Im Vorwort des Buches wird vor allem auf die Andersartigkeit dieser Gedichte gegenüber den früheren hingewiesen: „Die schönen Worte haben dem Entsetzen Platz gemacht“, heißt es da. Die Texte beschrieben das „Leiden der Kreatur“, sie zeugten davon, daß der Mensch „verletzt, verkauft, verraten“ sei „in einer Welt, in der die Lieblosigkeit umgeht“. Von Schmerz und Todesnähe ist die Rede, nicht mehr vom Können der Lyrikerin, deren Ruhm in den fünfziger Jahren die schönheitstrunkenen Gedichte in den beiden schmalen Bänden Die gestundete Zeit und Anrufung des großen Bären begründeten.

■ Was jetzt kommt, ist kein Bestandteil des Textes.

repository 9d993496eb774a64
// Copyright (C) 2026 Fred Clausen
// Use of this source code is governed by an MIT-style
// license that can be found in the LICENSE file or at
// https://opensource.org/licenses/MIT.

#![allow(clippy::expect_used, clippy::unwrap_used)]

mod helpers;
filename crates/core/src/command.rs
// Copyright (C) 2026 Fred Clausen
// Use of this source code is governed by an MIT-style
// license that can be found in the LICENSE file or at
// https://opensource.org/licenses/MIT.

use load_link_domain::BookingStatus;

/// A command represents user intent as data only.
///
/// Commands are the only way to request state changes. The session layer
/// fills in the acting user; the engine validates everything else.
#[derive(Debug, Clone, PartialEq, Eq)]
pub enum Command {
    /// Post a new load request.
    CreateLoadRequest {
        /// The factory owner posting the load.
        owner_id: String,
        /// Company name shown alongside the request.
        company_name: String,
        /// Description of the goods.
        goods_type: String,
        /// Shipment weight in tons.
        weight: u32,
        /// Route origin.
        origin: String,
        /// Route destination.
        destination: String,
        /// The price the owner is aiming for.
        target_price: u32,
    },
    /// Request a booking of a truck against a load.
    ///
    /// Creation reserves nothing; capacity is committed at acceptance.
    CreateBooking {
        /// The truck to book.
        truck_id: String,
        /// The load to ship.
        load_id: String,
    },
    /// Advance (or decline) a booking along its lifecycle.
    UpdateBookingStatus {
        /// The booking to transition.
        booking_id: String,
        /// The requested successor status.
        new_status: BookingStatus,
    },
    /// Raise the driver's emergency signal on a committed trip.
    TriggerSos {
        /// The booking the driver is on.
        booking_id: String,
    },
    /// Append a chat message to a booking's log.
    SendMessage {
        /// The booking the message belongs to.
        booking_id: String,
        /// The author.
        sender_id: String,
        /// Message body.
        text: String,
    },
}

Diese Aussagen beziehen sich vor allem auf die immer unglücklicher werdenden Lebensumstände der Dichterin: Sie hat die Trennung von ihrem Geliebten und Kollegen Max Frisch nur schwer verarbeitet, ebenso wie die Tatsache, daß er nicht nur eine andere heiratete, sondern die gemeinsame Zeit auch im Roman Montauk (in dem sie als Ingeborg Bachmann genannt wird) verarbeitete. Von anderen Freunden fühlt sie sich ebenfalls alleingelassen, ist zunehmend auf Medikamente angewiesen, um mit ihren Stimmungen und ihrer Trauer zurechtzukommen.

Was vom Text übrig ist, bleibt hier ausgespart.